We explore the World Development Indicators (WDI) data set downloaded from the World Bank’s website for this project. The World Bank Group is an international organization that provides global development data. Downloaded as a zip file, the WDI contains six CSV files. Precisely for this project, I worked with the WDIData.csv file. This rich multivariate data set contains 383,838 rows and 66 columns, including qualitative and quantitative data. The qualitative data includes Country Name, Country Code, Indicator Name, and Indicator Code, whereas the quantitative data consists of a numeric indicator Value. There are 266 unique countries and 1,442 development indicators, covering health, environment, infrastructure, economic policy, education, and more.

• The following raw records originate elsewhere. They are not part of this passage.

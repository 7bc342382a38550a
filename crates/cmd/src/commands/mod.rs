pub mod catalog;
pub mod inventory;
pub mod ncml;

pub use catalog::{CatalogArgs, catalog_command};
pub use inventory::{InventoryArgs, inventory_command};
pub use ncml::{NcmlArgs, ncml_command};
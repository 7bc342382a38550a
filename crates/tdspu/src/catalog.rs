//! THREDDS catalog synthesis. Pure: entries in, node tree out.

use std::collections::BTreeMap;
use std::path::Path;

use serde::Serialize;

use crate::config::{CatalogConfig, DatasetRoot, ServiceConfig};
use crate::grouping::GroupKey;

/// Something to list in a catalog.
#[derive(Debug, Clone, PartialEq, Eq, PartialOrd, Ord)]
pub enum CatalogEntry {
    /// A written aggregation document
    Aggregation {
        key: GroupKey,
        location: std::path::PathBuf,
    },
    /// A data directory exposed file by file
    Scan {
        key: GroupKey,
        location: std::path::PathBuf,
    },
}

impl CatalogEntry {
    #[must_use]
    pub fn key(&self) -> &GroupKey {
        match self {
            CatalogEntry::Aggregation { key, .. } | CatalogEntry::Scan { key, .. } => key,
        }
    }
}

#[derive(Debug, Clone, PartialEq, Eq, Serialize)]
#[serde(tag = "kind", rename_all = "camelCase")]
pub enum CatalogNode {
    Dataset {
        name: String,
        id: String,
        url_path: Option<String>,
        children: Vec<CatalogNode>,
    },
    DatasetScan {
        name: String,
        id: String,
        path: String,
        location: String,
        filter: String,
    },
    CatalogRef {
        title: String,
        href: String,
    },
}

/// A whole catalog document.
#[derive(Debug, Clone, PartialEq, Serialize)]
pub struct Catalog {
    pub name: String,
    pub service: ServiceConfig,
    pub dataset_roots: Vec<DatasetRoot>,
    pub nodes: Vec<CatalogNode>,
}

#[derive(Debug, Clone, Default, PartialEq, Eq)]
pub enum CatalogLayout {
    #[default]
    Flat,
    /// One parent dataset per distinct value tuple of these facets
    Nested { by: Vec<String> },
}

impl CatalogLayout {
    #[must_use]
    pub fn nested_by(facets: &[String]) -> Self {
        if facets.is_empty() {
            CatalogLayout::Flat
        } else {
            CatalogLayout::Nested {
                by: facets.to_vec(),
            }
        }
    }
}

/// `location` below `root.location`, as a URL path under `root.path`.
fn url_under(root: Option<&DatasetRoot>, location: &Path) -> String {
    let (prefix, rel) = match root {
        Some(root) => match location.strip_prefix(&root.location) {
            Ok(rel) => (root.path.trim_matches('/'), rel),
            Err(_) => ("", location),
        },
        None => ("", location),
    };
    let rel: Vec<String> = rel
        .components()
        .filter_map(|c| match c {
            std::path::Component::Normal(s) => Some(s.to_string_lossy().into_owned()),
            _ => None,
        })
        .collect();
    if prefix.is_empty() {
        rel.join("/")
    } else if rel.is_empty() {
        prefix.to_string()
    } else {
        format!("{prefix}/{}", rel.join("/"))
    }
}

/// Wildcard include filter of a scan: the filter facet values joined by `_`, then `*`.
///
/// Filter facets missing from the key are skipped. With no filter facets the
/// whole key is used.
#[must_use]
pub fn scan_filter(key: &GroupKey, filter_facets: &[String]) -> String {
    let values: Vec<&str> = if filter_facets.is_empty() {
        key.values().collect()
    } else {
        filter_facets.iter().filter_map(|f| key.get(f)).collect()
    };
    format!("{}*", values.join("_"))
}

/// `ordinal` counts earlier scans of the same key; later ones get an ID suffix.
fn entry_node(entry: &CatalogEntry, ordinal: usize, config: &CatalogConfig) -> CatalogNode {
    let name = entry.key().join(&config.separator);
    match entry {
        CatalogEntry::Aggregation { location, .. } => CatalogNode::Dataset {
            id: name.clone(),
            name,
            url_path: Some(url_under(config.ncml_root.as_ref(), location)),
            children: Vec::new(),
        },
        CatalogEntry::Scan { key, location } => CatalogNode::DatasetScan {
            id: match ordinal {
                0 => format!("{name}{}files", config.separator),
                n => format!("{name}{sep}files{sep}{}", n + 1, sep = config.separator),
            },
            name,
            path: url_under(config.data_root.as_ref(), location),
            location: location.display().to_string(),
            filter: scan_filter(key, &config.filter_facets),
        },
    }
}

/// Build the catalog listing `entries`.
///
/// Entries are ordered by key, aggregations before scans, so the result
/// does not depend on input order.
#[must_use]
pub fn build_catalog(name: &str, entries: &[CatalogEntry], layout: &CatalogLayout, config: &CatalogConfig) -> Catalog {
    let mut sorted: Vec<&CatalogEntry> = entries.iter().collect();
    sorted.sort_by(|a, b| a.key().cmp(b.key()).then_with(|| a.cmp(b)));

    let mut scans: BTreeMap<&GroupKey, usize> = BTreeMap::new();
    let leaves: Vec<(&CatalogEntry, CatalogNode)> = sorted
        .iter()
        .map(|entry| {
            let ordinal = match entry {
                CatalogEntry::Scan { key, .. } => {
                    let seen = scans.entry(key).or_default();
                    *seen += 1;
                    *seen - 1
                }
                CatalogEntry::Aggregation { .. } => 0,
            };
            (*entry, entry_node(entry, ordinal, config))
        })
        .collect();

    let nodes = match layout {
        CatalogLayout::Flat => leaves.into_iter().map(|(_, node)| node).collect(),
        CatalogLayout::Nested { by } => {
            let mut parents: BTreeMap<Vec<String>, Vec<CatalogNode>> = BTreeMap::new();
            for (entry, node) in leaves {
                let values = by
                    .iter()
                    .map(|f| entry.key().get(f).unwrap_or_default().to_string())
                    .collect();
                parents.entry(values).or_default().push(node);
            }
            parents
                .into_iter()
                .map(|(values, children)| {
                    let name = values.join(&config.separator);
                    CatalogNode::Dataset {
                        id: name.clone(),
                        name,
                        url_path: None,
                        children,
                    }
                })
                .collect()
        }
    };

    let has_aggregations = sorted
        .iter()
        .any(|e| matches!(e, CatalogEntry::Aggregation { .. }));
    let has_scans = sorted.iter().any(|e| matches!(e, CatalogEntry::Scan { .. }));
    let dataset_roots = [
        config.ncml_root.as_ref().filter(|_| has_aggregations),
        config.data_root.as_ref().filter(|_| has_scans),
    ]
    .into_iter()
    .flatten()
    .cloned()
    .collect();

    Catalog {
        name: name.to_string(),
        service: config.service.clone(),
        dataset_roots,
        nodes,
    }
}

/// A single scan over the whole data root, including every `*.{extension}` file.
#[must_use]
pub fn root_scan(config: &CatalogConfig, extension: &str) -> Option<CatalogNode> {
    config.data_root.as_ref().map(|root| CatalogNode::DatasetScan {
        name: config.name.clone(),
        id: format!("{}{}files", config.name, config.separator),
        path: root.path.trim_matches('/').to_string(),
        location: root.location.display().to_string(),
        filter: format!("*.{extension}"),
    })
}

/// Partition entries by their value of `facet`.
#[must_use]
pub fn split_catalog(entries: &[CatalogEntry], facet: &str) -> BTreeMap<String, Vec<CatalogEntry>> {
    let mut split: BTreeMap<String, Vec<CatalogEntry>> = BTreeMap::new();
    for entry in entries {
        let value = entry.key().get(facet).unwrap_or_default().to_string();
        split.entry(value).or_default().push(entry.clone());
    }
    split
}

/// A catalog holding only references, `(title, href)` in the given order.
#[must_use]
pub fn catalog_refs(name: &str, refs: &[(String, String)], config: &CatalogConfig) -> Catalog {
    Catalog {
        name: name.to_string(),
        service: config.service.clone(),
        dataset_roots: Vec::new(),
        nodes: refs
            .iter()
            .map(|(title, href)| CatalogNode::CatalogRef {
                title: title.clone(),
                href: href.clone(),
            })
            .collect(),
    }
}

Data Columns Type Unique Description
Country Name object 266 Name of country or region
Country Code object 266 Abbreviated code for country or region
Indicator Name object 1442 Name of measured development indicator
Indicator Code object 1442 Abbreviated code for indicator
1960 to 2020 float 383838 Column years ranging from 1960 to 2020

First, scanning the data, one aspect brought to my attention was that the columns labeled from 1960 to 2020 are the years, where each row contains the numeric value for the indicator. Another aspect I noticed is that the indicator names can split into broader topics. For example, we can use a separator dot to split the indicator code column to separate the indicator name fields into more broad topics: Energy Production, Energy Emissions, Exports, Imports, Transportation, Government Finance, and more. Notice that although the indicator name and code variables are thorough, the numeric value for each indicator is not always available, indicated by a null value. Lastly, I realized that specific country names, such as “Arab World” and “European Union,” are not countries. Instead, these qualitative values are pre-aggregated groupings of many countries.


Question Exploration

What are the main direct drivers that influence the changes in CO2 emissions, and how do they change worldwide over time?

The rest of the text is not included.